L’écrivain Jean Teulé raconte dans l’émission télévisée L’assiette anglaise, l’histoire de l’écrivain Michel Folco qui fut l’un des premiers à collectionner les photomatons. Il avait en effet commencé sa collection au début des années 1980. Sur l’album de ces photos trouvées froissées, déchirées, rejetées, chacune d’entre-elles était répertoriée, associée à un lieu, une date et une heure.
Lucille et le photomaton, court-métrage réalisé par Sébastien Nuzzo en 1993 raconte l’histoire de Lucille dont l’un des passe-temps consiste à se faire prendre régulièrement en photo dans un photomaton. Elle trouve à cette occasion les clichés oubliés de l’utilisateur précédent. Immédiatement, elle tombe amoureuse du visage de l’inconnu, qu’elle se met en tête de retrouver. Cette intrigue rappelle celle d’Amélie Poulain en 2001 qui tombe amoureuse de Nino, collectionneur de photos oubliées dans les photomatons.
Ordre aléatoire des images, le dernier livre de Marco Boubille paru aux éditions Les Presses du réel en 2020, revient sur ces images de Photomaton qu’il a ramassées il y a quelques années dans les rues et collectionnées, en les faisant parler dans un long poème en prose. « Nous étions quelques-uns à trouver quelques bonnes raisons de les collectionner.
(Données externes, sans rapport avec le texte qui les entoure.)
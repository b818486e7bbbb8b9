//! `RouteMap`: shortest road route between two cities.
//!
//! Roads are undirected and weighted by distance. The `straight_line`
//! heuristic is the straight-line distance from a city to the goal, supplied
//! with the map; it never exceeds the road distance, so A* with it is
//! cost-optimal.

use thiserror::Error;
use wayfind_search::problem::Problem;

use crate::contract::SearchWorld;

const HEURISTICS: &[&str] = &["straight_line"];

/// Cities of the Romania road map with their straight-line distance to
/// Bucharest.
const ROMANIA_CITIES: &[(&str, f64)] = &[
    ("Arad", 366.0),
    ("Bucharest", 0.0),
    ("Craiova", 160.0),
    ("Drobeta", 242.0),
    ("Eforie", 161.0),
    ("Fagaras", 176.0),
    ("Giurgiu", 77.0),
    ("Hirsova", 151.0),
    ("Iasi", 226.0),
    ("Lugoj", 244.0),
    ("Mehadia", 241.0),
    ("Neamt", 234.0),
    ("Oradea", 380.0),
    ("Pitesti", 100.0),
    ("RimnicuVilcea", 193.0),
    ("Sibiu", 253.0),
    ("Timisoara", 329.0),
    ("Urziceni", 80.0),
    ("Vaslui", 199.0),
    ("Zerind", 374.0),
];

const ROMANIA_ROADS: &[(&str, &str, f64)] = &[
    ("Arad", "Zerind", 75.0),
    ("Arad", "Timisoara", 118.0),
    ("Arad", "Sibiu", 140.0),
    ("Zerind", "Oradea", 71.0),
    ("Oradea", "Sibiu", 151.0),
    ("Timisoara", "Lugoj", 111.0),
    ("Lugoj", "Mehadia", 70.0),
    ("Mehadia", "Drobeta", 75.0),
    ("Drobeta", "Craiova", 120.0),
    ("Sibiu", "Fagaras", 99.0),
    ("Sibiu", "RimnicuVilcea", 80.0),
    ("RimnicuVilcea", "Pitesti", 97.0),
    ("RimnicuVilcea", "Craiova", 146.0),
    ("Craiova", "Pitesti", 138.0),
    ("Fagaras", "Bucharest", 211.0),
    ("Pitesti", "Bucharest", 101.0),
    ("Bucharest", "Giurgiu", 90.0),
    ("Bucharest", "Urziceni", 85.0),
    ("Urziceni", "Hirsova", 98.0),
    ("Hirsova", "Eforie", 86.0),
    ("Urziceni", "Vaslui", 142.0),
    ("Vaslui", "Iasi", 92.0),
    ("Iasi", "Neamt", 87.0),
];

/// Typed failure for map construction.
#[derive(Debug, Clone, PartialEq, Error)]
pub enum RouteMapError {
    /// A road or endpoint names a city the map does not declare.
    #[error("unknown city: {name}")]
    UnknownCity { name: String },
    /// A distance is negative or not finite.
    #[error("invalid distance {distance} on road {from} - {to}")]
    InvalidDistance {
        from: String,
        to: String,
        distance: f64,
    },
}

/// An undirected weighted road map with a fixed start and goal city.
///
/// Cities are identified by their index in declaration order; successors
/// follow road declaration order.
#[derive(Debug, Clone)]
pub struct RouteMap {
    cities: Vec<String>,
    straight_line: Vec<f64>,
    roads: Vec<Vec<(usize, f64)>>,
    start: usize,
    goal: usize,
}

impl RouteMap {
    /// Build a map from `(city, straight-line distance to goal)` pairs and
    /// `(from, to, distance)` roads.
    ///
    /// # Errors
    ///
    /// Returns [`RouteMapError`] if a road or endpoint names an undeclared
    /// city, or a distance is negative or not finite.
    pub fn new(
        cities: &[(&str, f64)],
        roads: &[(&str, &str, f64)],
        start: &str,
        goal: &str,
    ) -> Result<Self, RouteMapError> {
        let names: Vec<String> = cities.iter().map(|(name, _)| (*name).to_string()).collect();
        let straight_line = cities.iter().map(|(_, sld)| *sld).collect();
        let index = |name: &str| {
            names
                .iter()
                .position(|c| c == name)
                .ok_or_else(|| RouteMapError::UnknownCity { name: name.into() })
        };

        let mut adjacency = vec![Vec::new(); names.len()];
        for &(from, to, distance) in roads {
            if !(distance.is_finite() && distance >= 0.0) {
                return Err(RouteMapError::InvalidDistance {
                    from: from.into(),
                    to: to.into(),
                    distance,
                });
            }
            let (a, b) = (index(from)?, index(to)?);
            adjacency[a].push((b, distance));
            adjacency[b].push((a, distance));
        }

        let start = index(start)?;
        let goal = index(goal)?;
        Ok(Self {
            cities: names,
            straight_line,
            roads: adjacency,
            start,
            goal,
        })
    }

    /// The Romania road map from `start` to Bucharest.
    ///
    /// # Errors
    ///
    /// Returns [`RouteMapError::UnknownCity`] if `start` is not on the map.
    pub fn romania(start: &str) -> Result<Self, RouteMapError> {
        Self::new(ROMANIA_CITIES, ROMANIA_ROADS, start, "Bucharest")
    }

    /// Index of the city called `name`.
    #[must_use]
    pub fn city(&self, name: &str) -> Option<usize> {
        self.cities.iter().position(|c| c == name)
    }

    /// Name of the city at `index`.
    #[must_use]
    pub fn city_name(&self, index: usize) -> Option<&str> {
        self.cities.get(index).map(String::as_str)
    }

    fn distance(&self, from: usize, to: usize) -> Option<f64> {
        self.roads
            .get(from)?
            .iter()
            .find(|(city, _)| *city == to)
            .map(|(_, d)| *d)
    }
}

impl Problem for RouteMap {
    type State = usize;
    /// The city to drive to.
    type Action = usize;

    fn initial_state(&self) -> usize {
        self.start
    }

    fn actions(&self, state: &usize) -> Vec<usize> {
        self.roads
            .get(*state)
            .map(|roads| roads.iter().map(|(city, _)| *city).collect())
            .unwrap_or_default()
    }

    fn result(&self, _state: &usize, action: &usize) -> usize {
        *action
    }

    /// Distance of the road driven. Actions only come from
    /// [`Problem::actions`], so the road exists; asking for a missing one is
    /// a caller bug and trips a debug assertion.
    fn step_cost(&self, from: &usize, _action: &usize, to: &usize) -> f64 {
        let distance = self.distance(*from, *to);
        debug_assert!(distance.is_some(), "no road from city {from} to city {to}");
        distance.unwrap_or(f64::INFINITY)
    }

    fn is_goal(&self, state: &usize) -> bool {
        *state == self.goal
    }
}

impl SearchWorld for RouteMap {
    #[allow(clippy::unnecessary_literal_bound)]
    fn world_id(&self) -> &str {
        "route_map"
    }

    fn heuristics(&self) -> &[&'static str] {
        HEURISTICS
    }

    fn estimate(&self, name: &str, state: &usize) -> Option<f64> {
        match name {
            "straight_line" => self.straight_line.get(*state).copied(),
            _ => None,
        }
    }

    fn render_action(&self, action: &usize) -> String {
        format!("Go({})", self.render_state(action))
    }

    fn render_state(&self, state: &usize) -> String {
        self.city_name(*state).unwrap_or("?").to_string()
    }
}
Puis un film en 2001 a tout foutu en l’air, puis la vidéo a tout foutu en l’air, puis les essais multiples et les portraits thématiques, ont tout foutu en l’air. »
Chaque fragment de ce texte (110 en tout), révèle le portrait d’anonymes qui s’inscrit dans les particularités de ces lieux inhabitables des espaces de transit (gares, stations de métro, aéroports), odeur de la cabine, tabouret à vis, bruit sourd du moteur, des pièces dans le monnayeur, rideau tiré et flash aveuglant, voix synthétique et des conditions de leur apparition (celles de visages défigurés par ces prises de vue automatisées techniquement limitées, de corps contraints qui, dans l’urgence et l’inconfort, font face au miroir alors qu’ils sont à la recherche d’un emploi, d’un stage, de papiers d’identité).
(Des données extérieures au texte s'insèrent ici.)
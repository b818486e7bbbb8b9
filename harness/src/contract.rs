//! World contract: what a domain must provide to be run by the harness.
//!
//! A world is a [`Problem`] plus the metadata the runner needs to build a
//! report: a stable identifier, named heuristics, and human-readable renderings
//! of actions and states. Worlds do NOT pick strategies, hash reports, or write
//! files; those are runner concerns.

use wayfind_search::evaluation::Heuristic;
use wayfind_search::problem::Problem;

/// A searchable domain with reporting metadata.
pub trait SearchWorld: Problem {
    /// Unique world identifier (e.g. `"route_map"`).
    fn world_id(&self) -> &str;

    /// Names of the heuristics [`SearchWorld::estimate`] understands.
    fn heuristics(&self) -> &[&'static str] {
        &[]
    }

    /// Evaluate heuristic `name` at `state`; `None` if the name is unknown.
    fn estimate(&self, name: &str, state: &Self::State) -> Option<f64> {
        let _ = (name, state);
        None
    }

    /// Stable textual form of an action, used in reports.
    fn render_action(&self, action: &Self::Action) -> String;

    /// Stable textual form of a state, used in reports.
    fn render_state(&self, state: &Self::State) -> String;
}

/// A world heuristic resolved by name.
///
/// Only constructible for names the world declares, so evaluation never
/// falls through to an unknown heuristic.
pub struct WorldHeuristic<'w, W> {
    world: &'w W,
    name: &'w str,
}

impl<'w, W: SearchWorld> WorldHeuristic<'w, W> {
    /// Resolve `name` against the world's declared heuristics.
    #[must_use]
    pub fn resolve(world: &'w W, name: &'w str) -> Option<Self> {
        world
            .heuristics()
            .iter()
            .any(|declared| *declared == name)
            .then_some(Self { world, name })
    }

    #[must_use]
    pub fn name(&self) -> &str {
        self.name
    }
}

impl<W> Clone for WorldHeuristic<'_, W> {
    fn clone(&self) -> Self {
        *self
    }
}

impl<W> Copy for WorldHeuristic<'_, W> {}

impl<W: SearchWorld> Heuristic<W::State> for WorldHeuristic<'_, W> {
    fn h(&self, state: &W::State) -> f64 {
        self.world.estimate(self.name, state).unwrap_or(0.0)
    }
}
« On ne collectionne pas les photomatons car on ne collectionne pas les gens. Dans la brièveté, même sexuellement, même en soulignant les bribes de phrases qui stimulent l’esprit, même avec un baise-en-ville : on ne les collectionne pas les visages. »
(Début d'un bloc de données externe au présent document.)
//! Search outcomes.

use std::rc::Rc;

use crate::node::Node;

/// Why a search returned no solution.
#[derive(Debug, Clone, Copy, PartialEq, Eq)]
pub enum Failure {
    /// The reachable space (within any bound) holds no goal.
    Exhausted,
    /// A standalone depth-limited search hit its bound somewhere; a deeper
    /// solution may exist.
    DepthLimitReached,
    /// The run was cancelled before a goal was found.
    Cancelled,
}

/// How the last search invocation ended.
#[derive(Debug, Clone, Copy, PartialEq, Eq)]
pub enum Termination {
    GoalReached,
    Failed(Failure),
}

/// Result of a node-level search.
#[derive(Debug)]
pub enum SearchOutcome<S, A> {
    /// A node whose state satisfies the goal.
    Found(Rc<Node<S, A>>),
    Failed(Failure),
}

impl<S, A> SearchOutcome<S, A> {
    /// The goal node, if one was found.
    #[must_use]
    pub fn node(&self) -> Option<&Rc<Node<S, A>>> {
        match self {
            Self::Found(node) => Some(node),
            Self::Failed(_) => None,
        }
    }

    #[must_use]
    pub fn is_found(&self) -> bool {
        matches!(self, Self::Found(_))
    }
}

/// Three-valued result of depth-limited search.
///
/// `Cutoff` and `Failure` must stay distinct: iterative deepening only keeps
/// deepening after a cutoff.
#[derive(Debug)]
pub enum DepthLimitedOutcome<S, A> {
    Solution(Rc<Node<S, A>>),
    /// Truncated by the depth bound; a deeper solution may exist.
    Cutoff,
    /// No solution exists within the bound.
    Failure,
}

impl<S, A> DepthLimitedOutcome<S, A> {
    #[must_use]
    pub fn is_cutoff(&self) -> bool {
        matches!(self, Self::Cutoff)
    }

    #[must_use]
    pub fn solution(&self) -> Option<&Rc<Node<S, A>>> {
        match self {
            Self::Solution(node) => Some(node),
            Self::Cutoff | Self::Failure => None,
        }
    }
}

/// Result of an action-level search.
#[derive(Debug, Clone, PartialEq, Eq)]
pub enum ActionPlan<A> {
    /// The initial state already satisfies the goal.
    NoOp,
    /// Actions leading from the initial state to a goal state.
    Actions(Vec<A>),
    Failure(Failure),
}

impl<A> ActionPlan<A> {
    /// The actions to execute; empty for `NoOp` and for failures.
    #[must_use]
    pub fn actions(&self) -> &[A] {
        match self {
            Self::Actions(actions) => actions,
            Self::NoOp | Self::Failure(_) => &[],
        }
    }

    #[must_use]
    pub fn is_failure(&self) -> bool {
        matches!(self, Self::Failure(_))
    }
}

impl<A: Clone> ActionPlan<A> {
    /// Plan for a search result: the root maps to `NoOp`.
    #[must_use]
    pub fn from_outcome<S>(outcome: &SearchOutcome<S, A>) -> Self {
        match outcome {
            SearchOutcome::Found(node) if node.is_root() => Self::NoOp,
            SearchOutcome::Found(node) => Self::Actions(Node::actions(node)),
            SearchOutcome::Failed(failure) => Self::Failure(*failure),
        }
    }
}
La force de ce texte est de dépasser la collection des images et de leur description pour se focaliser sur le monde qu’elles révèlent en marge, ces portraits d’anonymes livrés à la violence sociale, et permet d’envisager chacune de ces photographies « dans la lenteur du processus de collection ». La proximité de « la cabine qu’on appelle Photomaton et qui fait partie du « mobilier » de nos villes » avec la cabine téléphonique, explique en grande partie comment ces images, parlées, écrite ou décrites, finissent par devenir des textes.
« PM 07 est faite sans précaution.
Je ne sais pas, à l’air triste d’un visage, s’il est pauvre ou s’il est riche.
Le flash a échoué là sur le visage de 07. Je ne juge pas les costumes, les écharpes, les anoraks. Ils ne passent pas de concours de beauté. Ils n’ont pas un air savant, ni stupide — Ils n’ont décidément pas l’air de savoir ce qui m’arrive, ni même qu’ils sont sur la photo, dans ma poche ou dans ma collection.
Ils ne s’exposent pas à l’essentiel — Ils n’ont pas l’air de n’être-pas-être-là pour le monde.
Ils ne font pas d’affaires et ne sont pas piégés, ni dans un cercle vicieux, ni dans un cercle vertueux. Quand je les regarde, je n’ai pas l’air plus intelligent qu’eux. Je ne rattrape pas leur bourde. »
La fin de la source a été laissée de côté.